Jeder, der zuhause eines oder mehrere Geräte hat, die Rundfunkprogramme empfangen können. Befreit sind die üblichen «Verdächtigen»: Empfänger von Arbeitslosengeld, Kinderbetreuungsgeld, Mindestsicherung, Grundversorgung, Studienbeihilfe, Pflegegeld; Zivildienstleistende, Personen, dievon Rezeptgebühren befreit sind, Gehörlose, Personen mit schwerer Hörbehinderung, Pensionisten. Alle unter einer Grundbedingung: Nettoeinkommen höchstens rund 1000 bis 1.500 pro Monat. Und all das ist der GIS nachzuweisen. Rund 95% der Haushalte sind GIS-gemeldet.

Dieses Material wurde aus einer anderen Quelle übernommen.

use common::{BotConfig, Strategy};
use registry::BotCounters;

/// Stake for the next trade, derived from the bot's strategy tag and its
/// current streaks. Always capped at `max_loss` and never below zero.
pub fn stake_for(bot: &BotConfig, counters: &BotCounters) -> f64 {
    let raw = match bot.strategy {
        // Double the base stake for every loss in the current streak.
        Strategy::Martingale => {
            bot.base_stake * 2f64.powi(counters.consecutive_losses.min(16) as i32)
        }
        // Press winners: double per win in the current streak.
        Strategy::AntiMartingale => {
            bot.base_stake * 2f64.powi(counters.consecutive_wins.min(16) as i32)
        }
        // Walk the Fibonacci sequence by losing-streak length.
        Strategy::Fibonacci => bot.base_stake * fibonacci(counters.consecutive_losses) as f64,
        Strategy::Custom => bot.base_stake,
    };
    raw.clamp(0.0, bot.max_loss)
}

/// fib(0) = 1, fib(1) = 1, fib(2) = 2, ...
fn fibonacci(n: u32) -> u64 {
    let (mut a, mut b) = (1u64, 1u64);
    for _ in 0..n.min(32) {
        let next = a.saturating_add(b);
        a = b;
        b = next;
    }
    a
}
use std::sync::Arc;
use std::time::Duration;

use sqlx::SqlitePool;
use tokio::sync::mpsc;
use tracing::{debug, error, info, warn};
use tracing_subscriber::EnvFilter;

use common::{BrokerClient, Config, Credentials, EngineCommand, TradeEvent};
use engine::{AccountLedger, Engine, ExecutionLog, TradeExecutor};
use gate::SignalRouter;
use paper::{PaperBroker, PaperConfig};
use registry::{BotRegistry, BotsFileConfig};
use signals::{GeneratorConfig, MomentumAnalyzer, SignalGenerator};

#[tokio::main]
async fn main() {
    // ── Logging ──────────────────────────────────────────────────────────────
    tracing_subscriber::fmt()
        .with_env_filter(EnvFilter::from_default_env().add_directive("info".parse().unwrap()))
        .init();

    // ── Config ────────────────────────────────────────────────────────────────
    let cfg = Config::from_env();
    info!("OptiBot starting");

    // ── Database ──────────────────────────────────────────────────────────────
    let db = SqlitePool::connect(&cfg.database_url)
        .await
        .unwrap_or_else(|e| panic!("Failed to connect to database: {e}"));
    sqlx::migrate!("../../migrations")
        .run(&db)
        .await
        .unwrap_or_else(|e| panic!("Database migration failed: {e}"));
    info!("Database ready");

    // ── Bot registry ──────────────────────────────────────────────────────────
    let bots_file = BotsFileConfig::load(&cfg.bots_config_path);
    let registry = Arc::new(BotRegistry::from_config(&bots_file));

    // ── Broker (paper simulation) ─────────────────────────────────────────────
    let broker = PaperBroker::new(PaperConfig {
        initial_balance: cfg.paper_initial_balance,
        payout_rate: cfg.paper_payout_rate,
        contract_duration: Duration::from_secs(cfg.signal_expiry_secs),
        ..PaperConfig::default()
    });

    let credentials = Credentials {
        app_id: cfg.broker_app_id.clone(),
        api_token: cfg.broker_api_token.clone(),
    };
    let account = broker
        .connect(&credentials)
        .await
        .unwrap_or_else(|e| panic!("Broker connection failed: {e}"));
    info!(account = %account.account_id, balance = account.balance, "Broker connected");

    // ── Shared state ──────────────────────────────────────────────────────────
    let ledger = Arc::new(AccountLedger::new(account));
    let log = Arc::new(ExecutionLog::new(db.clone()));

    // ── Channels ──────────────────────────────────────────────────────────────
    let (signal_tx, signal_rx) = mpsc::channel::<common::Signal>(128);
    let (order_tx, order_rx) = mpsc::channel::<common::TradeRequest>(128);
    let (event_tx, mut event_rx) = mpsc::channel::<TradeEvent>(64);

    // ── Engine ────────────────────────────────────────────────────────────────
    let (engine, engine_handle) = Engine::new(registry.clone(), log.clone(), event_tx.clone());
    let engine_state = engine.state_handle();

    // ── Signal generator ──────────────────────────────────────────────────────
    let generator = SignalGenerator::new(
        Box::new(MomentumAnalyzer::default()),
        GeneratorConfig {
            interval: Duration::from_secs(cfg.signal_interval_secs),
            expiry: Duration::from_secs(cfg.signal_expiry_secs),
            ..GeneratorConfig::default()
        },
    );
    let tick_rx = broker.subscribe_ticks();

    // ── Gate / router ─────────────────────────────────────────────────────────
    let router = SignalRouter::new(registry.clone(), signal_rx, order_tx, event_tx.clone());

    // ── Trade executor ────────────────────────────────────────────────────────
    let broker_client: Arc<dyn BrokerClient> = broker.clone();
    let executor = TradeExecutor::new(
        order_rx,
        event_tx.clone(),
        broker_client,
        log.clone(),
        ledger.clone(),
        registry.clone(),
    );

    // ── Trade event observer ──────────────────────────────────────────────────
    tokio::spawn(async move {
        while let Some(event) = event_rx.recv().await {
            match event {
                TradeEvent::SignalDenied {
                    bot_id,
                    signal_id,
                    reason,
                } => debug!(bot = %bot_id, signal = %signal_id, %reason, "Signal denied"),
                TradeEvent::OrderPlaced {
                    execution_id,
                    bot_id,
                    symbol,
                    direction,
                    stake,
                } => info!(execution = %execution_id, bot = %bot_id, %symbol, %direction, stake, "Order placed"),
                TradeEvent::OrderFailed {
                    execution_id,
                    bot_id,
                    error,
                } => error!(execution = %execution_id, bot = %bot_id, %error, "Order failed"),
                TradeEvent::TradeSettled {
                    execution_id,
                    bot_id,
                    outcome,
                    profit,
                    balance,
                } => info!(execution = %execution_id, bot = %bot_id, %outcome, profit, balance, "Trade settled"),
                TradeEvent::TradeCancelled {
                    execution_id,
                    bot_id,
                } => warn!(execution = %execution_id, bot = %bot_id, "Trade cancelled"),
                TradeEvent::SettlementError {
                    execution_id,
                    error,
                } => error!(execution = %execution_id, %error, "Settlement error"),
                TradeEvent::DailyCountersReset => info!("Daily counters reset"),
            }
        }
    });

    // ── Spawn all tasks ───────────────────────────────────────────────────────
    tokio::spawn(broker.clone().run_market());
    tokio::spawn(engine.run());
    tokio::spawn(generator.run(tick_rx, signal_tx, engine_state));
    tokio::spawn(router.run());
    tokio::spawn(executor.run());
    tokio::spawn(registry::bots::run_daily_reset(registry.clone()));

    engine_handle.send(EngineCommand::StartAutoTrading).await;
    info!("All subsystems started. Waiting for shutdown signal.");

    tokio::signal::ctrl_c()
        .await
        .unwrap_or_else(|e| panic!("Failed to listen for shutdown signal: {e}"));
    info!("Shutdown signal received. Exiting.");
    broker.disconnect().await;
    ledger.set_connected(false).await;
    let account = ledger.snapshot().await;
    info!(balance = account.balance, currency = %account.currency, "Session closed");
}
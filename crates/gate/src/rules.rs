use chrono::{DateTime, Utc};

use common::{BotConfig, DenialReason, Signal, Trend};
use registry::BotCounters;

/// Decide whether `bot` may act on `signal` at `now`.
///
/// Pure function of its inputs; no side effects. The daily-cap check only
/// holds its promise when this runs under the registry's admission lock
/// (`BotRegistry::admit`), which pairs it atomically with the counter
/// increment.
pub fn authorize(
    signal: &Signal,
    bot: &BotConfig,
    counters: &BotCounters,
    now: DateTime<Utc>,
) -> Result<(), DenialReason> {
    if !bot.active {
        return Err(DenialReason::BotInactive);
    }
    if !bot.symbols.iter().any(|s| s == &signal.symbol) {
        return Err(DenialReason::SymbolNotWhitelisted);
    }
    if signal.confidence < bot.min_confidence {
        return Err(DenialReason::ConfidenceBelowMinimum);
    }
    if !bot.trading_hours.contains(now.time()) {
        return Err(DenialReason::OutsideTradingHours);
    }
    if counters.trades_today >= bot.max_daily_trades {
        return Err(DenialReason::DailyTradeCapReached);
    }
    // A flat market is never tradeable for a directional contract.
    if signal.trend == Trend::Sideways {
        return Err(DenialReason::SidewaysMarket);
    }
    if counters.consecutive_losses >= bot.risk.max_consecutive_losses {
        return Err(DenialReason::ConsecutiveLossLimit);
    }
    if counters.pnl_today <= -bot.risk.daily_loss_limit {
        return Err(DenialReason::DailyLossLimit);
    }
    Ok(())
}
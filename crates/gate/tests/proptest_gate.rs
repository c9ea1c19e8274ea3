use chrono::{NaiveTime, TimeZone, Utc};
use proptest::prelude::*;
use std::time::Duration;

use common::{
    BotConfig, DenialReason, Direction, RiskLimits, Signal, Strategy, TradingHours, Trend,
};
use gate::{authorize, stake_for};
use registry::BotCounters;

fn any_trend() -> impl proptest::strategy::Strategy<Value = Trend> {
    prop_oneof![
        Just(Trend::Bullish),
        Just(Trend::Bearish),
        Just(Trend::Sideways),
    ]
}

fn any_strategy() -> impl proptest::strategy::Strategy<Value = Strategy> {
    prop_oneof![
        Just(Strategy::Martingale),
        Just(Strategy::AntiMartingale),
        Just(Strategy::Fibonacci),
        Just(Strategy::Custom),
    ]
}

fn make_bot(min_confidence: u8, max_daily_trades: u32, strategy: Strategy) -> BotConfig {
    BotConfig {
        id: "b1".into(),
        name: "Prop".into(),
        active: true,
        strategy,
        base_stake: 10.0,
        max_loss: 500.0,
        take_profit: 50.0,
        min_confidence,
        max_daily_trades,
        trading_hours: TradingHours::new(
            NaiveTime::from_hms_opt(0, 0, 0).unwrap(),
            NaiveTime::from_hms_opt(0, 0, 0).unwrap(),
        ),
        symbols: vec!["EUR/USD".into()],
        risk: RiskLimits {
            max_consecutive_losses: u32::MAX,
            daily_loss_limit: f64::INFINITY,
            ..RiskLimits::default()
        },
    }
}

fn make_signal(confidence: u8, trend: Trend, entry_price: f64) -> Signal {
    Signal::new(
        "EUR/USD",
        Direction::Call,
        confidence,
        Duration::from_secs(300),
        entry_price,
        "prop",
        trend,
    )
}

proptest! {
    /// A sideways trend is never tradeable, whatever the other fields say.
    #[test]
    fn sideways_is_never_authorized(
        confidence in 0u8..=100,
        min_confidence in 0u8..=100,
        trades_today in 0u32..1000,
        max_daily_trades in 1u32..1000,
    ) {
        let bot = make_bot(min_confidence, max_daily_trades, Strategy::Custom);
        let counters = BotCounters { trades_today, ..BotCounters::default() };
        let signal = make_signal(confidence, Trend::Sideways, 1.0);
        let now = Utc.with_ymd_and_hms(2025, 6, 2, 12, 0, 0).unwrap();

        prop_assert_ne!(authorize(&signal, &bot, &counters, now), Ok(()));
    }

    /// Once the daily count has hit the cap, nothing gets through.
    #[test]
    fn full_daily_cap_is_never_authorized(
        confidence in 0u8..=100,
        max_daily_trades in 0u32..1000,
        over in 0u32..10,
        trend in any_trend(),
    ) {
        let bot = make_bot(0, max_daily_trades, Strategy::Custom);
        let counters = BotCounters {
            trades_today: max_daily_trades + over,
            ..BotCounters::default()
        };
        let signal = make_signal(confidence, trend, 1.0);
        let now = Utc.with_ymd_and_hms(2025, 6, 2, 12, 0, 0).unwrap();

        prop_assert_ne!(authorize(&signal, &bot, &counters, now), Ok(()));
    }

    /// Authorization implies every individual rule held.
    #[test]
    fn approval_implies_all_rules_hold(
        confidence in 0u8..=100,
        min_confidence in 0u8..=100,
        trades_today in 0u32..100,
        max_daily_trades in 1u32..100,
        trend in any_trend(),
    ) {
        let bot = make_bot(min_confidence, max_daily_trades, Strategy::Custom);
        let counters = BotCounters { trades_today, ..BotCounters::default() };
        let signal = make_signal(confidence, trend, 1.0);
        let now = Utc.with_ymd_and_hms(2025, 6, 2, 12, 0, 0).unwrap();

        if authorize(&signal, &bot, &counters, now) == Ok(()) {
            prop_assert!(signal.confidence >= bot.min_confidence);
            prop_assert!(counters.trades_today < bot.max_daily_trades);
            prop_assert_ne!(signal.trend, Trend::Sideways);
        }
    }

    /// Rule evaluation and stake sizing must never panic and always
    /// produce a finite stake within the per-trade cap.
    #[test]
    fn sizing_never_panics_and_respects_cap(
        consecutive_losses in 0u32..10_000,
        consecutive_wins in 0u32..10_000,
        strategy in any_strategy(),
    ) {
        let bot = make_bot(0, 100, strategy);
        let counters = BotCounters {
            consecutive_losses,
            consecutive_wins,
            ..BotCounters::default()
        };
        let stake = stake_for(&bot, &counters);
        prop_assert!(stake.is_finite());
        prop_assert!(stake >= 0.0);
        prop_assert!(stake <= bot.max_loss);
    }
}
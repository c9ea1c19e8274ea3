use std::collections::HashMap;
use std::sync::atomic::{AtomicBool, Ordering};
use std::sync::Arc;
use std::time::Duration;

use async_trait::async_trait;
use chrono::Utc;
use rand::rngs::StdRng;
use rand::{Rng, SeedableRng};
use tokio::sync::{broadcast, Mutex, RwLock};
use tracing::{debug, info};

use common::{
    Account, BrokerClient, Credentials, Direction, Error, MarketTick, OrderAck, Result,
    Settlement, TradeOutcome,
};

/// Simulated broker configuration.
#[derive(Debug, Clone)]
pub struct PaperConfig {
    pub initial_balance: f64,
    /// Payout fraction of the stake on a winning contract (e.g. 0.8).
    pub payout_rate: f64,
    /// Contract duration applied to every placed order.
    pub contract_duration: Duration,
    /// Cadence of the synthetic tick stream.
    pub tick_interval: Duration,
    /// Per-tick relative step bound of the random walk.
    pub volatility: f64,
    /// Symbols streamed, with their starting prices.
    pub symbols: Vec<(String, f64)>,
    /// Fixed seed for a reproducible walk; `None` seeds from entropy.
    pub seed: Option<u64>,
}

impl Default for PaperConfig {
    fn default() -> Self {
        Self {
            initial_balance: 10_000.0,
            payout_rate: 0.8,
            contract_duration: Duration::from_secs(300),
            tick_interval: Duration::from_secs(1),
            volatility: 0.0005,
            symbols: vec![
                ("EUR/USD".into(), 1.0845),
                ("GBP/USD".into(), 1.2634),
                ("USD/JPY".into(), 149.85),
                ("AUD/USD".into(), 0.6652),
                ("USD/CHF".into(), 0.8841),
            ],
            seed: None,
        }
    }
}

#[derive(Debug, Clone)]
struct OpenContract {
    symbol: String,
    direction: Direction,
    stake: f64,
    entry_price: f64,
    deadline: tokio::time::Instant,
}

/// Simulated broker for paper trading.
///
/// Streams a random-walk tick sequence per symbol, fills orders at the
/// latest tick, and settles each contract at its expiry by comparing the
/// exit price to the entry price. The outcome is decided by the simulated
/// market, not by a per-trade coin flip. No real orders are ever sent.
pub struct PaperBroker {
    cfg: PaperConfig,
    tick_tx: broadcast::Sender<MarketTick>,
    prices: RwLock<HashMap<String, f64>>,
    contracts: RwLock<HashMap<String, OpenContract>>,
    rng: Mutex<StdRng>,
    connected: AtomicBool,
}

impl PaperBroker {
    pub fn new(cfg: PaperConfig) -> Arc<Self> {
        let (tick_tx, _) = broadcast::channel(1024);
        let rng = match cfg.seed {
            Some(seed) => StdRng::seed_from_u64(seed),
            None => StdRng::from_entropy(),
        };
        let prices = cfg
            .symbols
            .iter()
            .cloned()
            .collect::<HashMap<String, f64>>();
        info!(
            balance = cfg.initial_balance,
            payout = cfg.payout_rate,
            symbols = cfg.symbols.len(),
            "PaperBroker initialized"
        );
        Arc::new(Self {
            cfg,
            tick_tx,
            prices: RwLock::new(prices),
            contracts: RwLock::new(HashMap::new()),
            rng: Mutex::new(rng),
            connected: AtomicBool::new(false),
        })
    }

    /// Drive the synthetic market. Call from `tokio::spawn`.
    pub async fn run_market(self: Arc<Self>) {
        let mut interval = tokio::time::interval(self.cfg.tick_interval);
        interval.set_missed_tick_behavior(tokio::time::MissedTickBehavior::Skip);
        loop {
            interval.tick().await;
            self.step_walk().await;
        }
    }

    /// Advance every symbol one random-walk step and broadcast the ticks.
    pub async fn step_walk(&self) {
        let mut prices = self.prices.write().await;
        let mut rng = self.rng.lock().await;
        for (symbol, price) in prices.iter_mut() {
            let step: f64 = rng.gen_range(-self.cfg.volatility..=self.cfg.volatility);
            *price *= 1.0 + step;
            let _ = self.tick_tx.send(MarketTick {
                symbol: symbol.clone(),
                price: *price,
                timestamp: Utc::now(),
            });
        }
    }

    /// Pin a symbol's price. Used by tests to script market outcomes.
    pub async fn set_price(&self, symbol: &str, price: f64) {
        self.prices.write().await.insert(symbol.to_string(), price);
        let _ = self.tick_tx.send(MarketTick {
            symbol: symbol.to_string(),
            price,
            timestamp: Utc::now(),
        });
    }

    async fn latest_price(&self, symbol: &str) -> Result<f64> {
        self.prices
            .read()
            .await
            .get(symbol)
            .copied()
            .ok_or_else(|| Error::Broker(format!("no market for symbol '{symbol}'")))
    }
}

#[async_trait]
impl BrokerClient for PaperBroker {
    async fn connect(&self, credentials: &Credentials) -> Result<Account> {
        if credentials.api_token.trim().is_empty() {
            return Err(Error::Connection("empty API token".into()));
        }
        self.connected.store(true, Ordering::SeqCst);
        info!(app_id = %credentials.app_id, "Paper session connected");
        Ok(Account {
            account_id: "VRTC12345".into(),
            balance: self.cfg.initial_balance,
            currency: "USD".into(),
            connected: true,
        })
    }

    async fn disconnect(&self) {
        self.connected.store(false, Ordering::SeqCst);
        info!("Paper session disconnected");
    }

    fn subscribe_ticks(&self) -> broadcast::Receiver<MarketTick> {
        self.tick_tx.subscribe()
    }

    async fn place_order(
        &self,
        symbol: &str,
        direction: Direction,
        stake: f64,
    ) -> Result<OrderAck> {
        if !self.connected.load(Ordering::SeqCst) {
            return Err(Error::Connection("paper session not connected".into()));
        }
        if stake <= 0.0 {
            return Err(Error::OrderRejected(format!("non-positive stake {stake}")));
        }
        let entry_price = self.latest_price(symbol).await?;

        let order_id = uuid::Uuid::new_v4().to_string();
        self.contracts.write().await.insert(
            order_id.clone(),
            OpenContract {
                symbol: symbol.to_string(),
                direction,
                stake,
                entry_price,
                deadline: tokio::time::Instant::now() + self.cfg.contract_duration,
            },
        );
        debug!(order = %order_id, %symbol, %direction, stake, entry_price, "Paper contract opened");

        Ok(OrderAck {
            order_id,
            entry_price,
        })
    }

    async fn await_settlement(&self, order_id: &str) -> Result<Settlement> {
        let contract = self
            .contracts
            .read()
            .await
            .get(order_id)
            .cloned()
            .ok_or_else(|| Error::Broker(format!("unknown order '{order_id}'")))?;

        tokio::time::sleep_until(contract.deadline).await;

        let exit_price = self.latest_price(&contract.symbol).await?;
        // Ties go to the house.
        let won = match contract.direction {
            Direction::Call => exit_price > contract.entry_price,
            Direction::Put => exit_price < contract.entry_price,
        };
        let (outcome, profit) = if won {
            (TradeOutcome::Win, contract.stake * self.cfg.payout_rate)
        } else {
            (TradeOutcome::Loss, -contract.stake)
        };

        self.contracts.write().await.remove(order_id);
        debug!(
            order = %order_id,
            %outcome,
            entry = contract.entry_price,
            exit = exit_price,
            profit,
            "Paper contract settled"
        );

        Ok(Settlement {
            order_id: order_id.to_string(),
            outcome,
            exit_price,
            profit,
        })
    }
}
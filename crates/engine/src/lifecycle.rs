use std::sync::Arc;

use tokio::sync::{mpsc, RwLock};
use tracing::{info, warn};

use common::{EngineCommand, EngineState, TradeEvent};
use registry::BotRegistry;

use crate::log::ExecutionLog;

/// Cloneable handle passed to the presentation layer.
#[derive(Clone)]
pub struct EngineHandle {
    command_tx: mpsc::Sender<EngineCommand>,
    state: Arc<RwLock<EngineState>>,
}

impl EngineHandle {
    pub async fn send(&self, cmd: EngineCommand) {
        let _ = self.command_tx.send(cmd).await;
    }

    pub async fn state(&self) -> EngineState {
        *self.state.read().await
    }
}

/// Session lifecycle: processes operator commands and owns the shared
/// engine state read by the signal generator.
///
/// Deactivating a bot cancels its in-flight executions through the log's
/// check-and-set, so each one either settles normally or ends Cancelled —
/// never both.
pub struct Engine {
    state: Arc<RwLock<EngineState>>,
    command_rx: mpsc::Receiver<EngineCommand>,
    #[allow(dead_code)] // kept to prevent channel close
    command_tx: mpsc::Sender<EngineCommand>,
    registry: Arc<BotRegistry>,
    log: Arc<ExecutionLog>,
    event_tx: mpsc::Sender<TradeEvent>,
}

impl Engine {
    pub fn new(
        registry: Arc<BotRegistry>,
        log: Arc<ExecutionLog>,
        event_tx: mpsc::Sender<TradeEvent>,
    ) -> (Self, EngineHandle) {
        let (command_tx, command_rx) = mpsc::channel(32);
        let state = Arc::new(RwLock::new(EngineState::Stopped));

        let handle = EngineHandle {
            command_tx: command_tx.clone(),
            state: state.clone(),
        };

        let engine = Engine {
            state,
            command_rx,
            command_tx,
            registry,
            log,
            event_tx,
        };

        (engine, handle)
    }

    /// Shared state read by the generator loop to suppress production.
    pub fn state_handle(&self) -> Arc<RwLock<EngineState>> {
        self.state.clone()
    }

    /// Run the engine. Call from `tokio::spawn`.
    pub async fn run(mut self) {
        info!("Engine initialized in Stopped state. Waiting for StartAutoTrading.");

        loop {
            match self.command_rx.recv().await {
                Some(EngineCommand::StartAutoTrading) => {
                    let current = *self.state.read().await;
                    if current == EngineState::Running {
                        info!("Auto-trading already running");
                        continue;
                    }
                    info!("Auto-trading started");
                    *self.state.write().await = EngineState::Running;
                }

                Some(EngineCommand::StopAutoTrading) => {
                    info!("Auto-trading stopped — in-flight executions settle normally");
                    *self.state.write().await = EngineState::Stopped;
                }

                Some(EngineCommand::ToggleBot { bot_id, active }) => {
                    match self.registry.toggle(&bot_id, active).await {
                        Ok(_) if !active => self.cancel_in_flight(&bot_id).await,
                        Ok(_) => {}
                        Err(e) => warn!(bot = %bot_id, error = %e, "Toggle failed"),
                    }
                }

                Some(EngineCommand::ResetDailyCounters) => {
                    self.registry.reset_daily_counters().await;
                    let _ = self.event_tx.send(TradeEvent::DailyCountersReset).await;
                }

                None => {
                    warn!("Engine command channel closed — shutting down");
                    break;
                }
            }
        }
    }

    async fn cancel_in_flight(&self, bot_id: &str) {
        for execution in self.log.cancel_open_for_bot(bot_id).await {
            let _ = self
                .event_tx
                .send(TradeEvent::TradeCancelled {
                    execution_id: execution.id,
                    bot_id: bot_id.to_string(),
                })
                .await;
        }
    }
}

#[cfg(test)]
mod tests {
    use super::*;
    use chrono::NaiveTime;
    use common::{
        BotConfig, Direction, Execution, ExecutionStatus, RiskLimits, Signal, Strategy,
        TradingHours, Trend,
    };
    use std::time::Duration;

    fn make_bot(id: &str) -> BotConfig {
        BotConfig {
            id: id.into(),
            name: format!("Bot {id}"),
            active: true,
            strategy: Strategy::Custom,
            base_stake: 10.0,
            max_loss: 80.0,
            take_profit: 50.0,
            min_confidence: 70,
            max_daily_trades: 10,
            trading_hours: TradingHours::new(
                NaiveTime::from_hms_opt(0, 0, 0).unwrap(),
                NaiveTime::from_hms_opt(0, 0, 0).unwrap(),
            ),
            symbols: vec!["EUR/USD".into()],
            risk: RiskLimits::default(),
        }
    }

    async fn make_engine() -> (EngineHandle, Arc<RwLock<EngineState>>, Arc<BotRegistry>, Arc<ExecutionLog>, mpsc::Receiver<TradeEvent>)
    {
        let registry = Arc::new(BotRegistry::new(vec![make_bot("b1")]));
        let log = Arc::new(ExecutionLog::new(crate::log::test_pool().await));
        let (event_tx, event_rx) = mpsc::channel(16);

        let (engine, handle) = Engine::new(registry.clone(), log.clone(), event_tx);
        let state = engine.state_handle();
        tokio::spawn(engine.run());

        (handle, state, registry, log, event_rx)
    }

    #[tokio::test]
    async fn start_and_stop_flip_the_state() {
        let (handle, _state, _registry, _log, _events) = make_engine().await;

        assert_eq!(handle.state().await, EngineState::Stopped);
        handle.send(EngineCommand::StartAutoTrading).await;
        tokio::time::sleep(Duration::from_millis(50)).await;
        assert_eq!(handle.state().await, EngineState::Running);

        handle.send(EngineCommand::StopAutoTrading).await;
        tokio::time::sleep(Duration::from_millis(50)).await;
        assert_eq!(handle.state().await, EngineState::Stopped);
    }

    #[tokio::test]
    async fn deactivating_a_bot_cancels_its_open_executions() {
        let (handle, _state, registry, log, mut events) = make_engine().await;

        let signal = Signal::new(
            "EUR/USD",
            Direction::Call,
            85,
            Duration::from_secs(300),
            1.0845,
            "test",
            Trend::Bullish,
        );
        let exec = Execution::open("b1", &signal, 10.0);
        log.insert(&exec).await.unwrap();

        handle
            .send(EngineCommand::ToggleBot {
                bot_id: "b1".into(),
                active: false,
            })
            .await;

        let event = tokio::time::timeout(Duration::from_secs(1), events.recv())
            .await
            .expect("timeout")
            .expect("no event");
        assert!(matches!(event, TradeEvent::TradeCancelled { .. }));
        assert_eq!(
            log.get(&exec.id).await.unwrap().status,
            ExecutionStatus::Cancelled
        );
        assert!(!registry.get("b1").await.unwrap().active);
    }

    #[tokio::test]
    async fn reset_command_clears_daily_counters() {
        let (handle, _state, registry, _log, mut events) = make_engine().await;

        registry
            .admit("b1", |_, _| Ok(()))
            .await
            .unwrap();
        assert_eq!(registry.counters("b1").await.unwrap().trades_today, 1);

        handle.send(EngineCommand::ResetDailyCounters).await;
        let event = tokio::time::timeout(Duration::from_secs(1), events.recv())
            .await
            .expect("timeout")
            .expect("no event");
        assert!(matches!(event, TradeEvent::DailyCountersReset));
        assert_eq!(registry.counters("b1").await.unwrap().trades_today, 0);
    }
}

Wieviel Geld kommt da zusammen?
922,4 Millionen Euro (2018)
Davon gehen 637,1 Millionen Euro an den ORF (2018), der zweite Happen an Länder und Politik.
Der Staatssender ORF hat im Jahr 2018 zu den Überweisungen der GIS eingenommen: 229,6 Millionen Euro an Werbung und 179,1 Millionen Euro aus sonstigen Umsätzen.
Dank an KA GIS für die Info!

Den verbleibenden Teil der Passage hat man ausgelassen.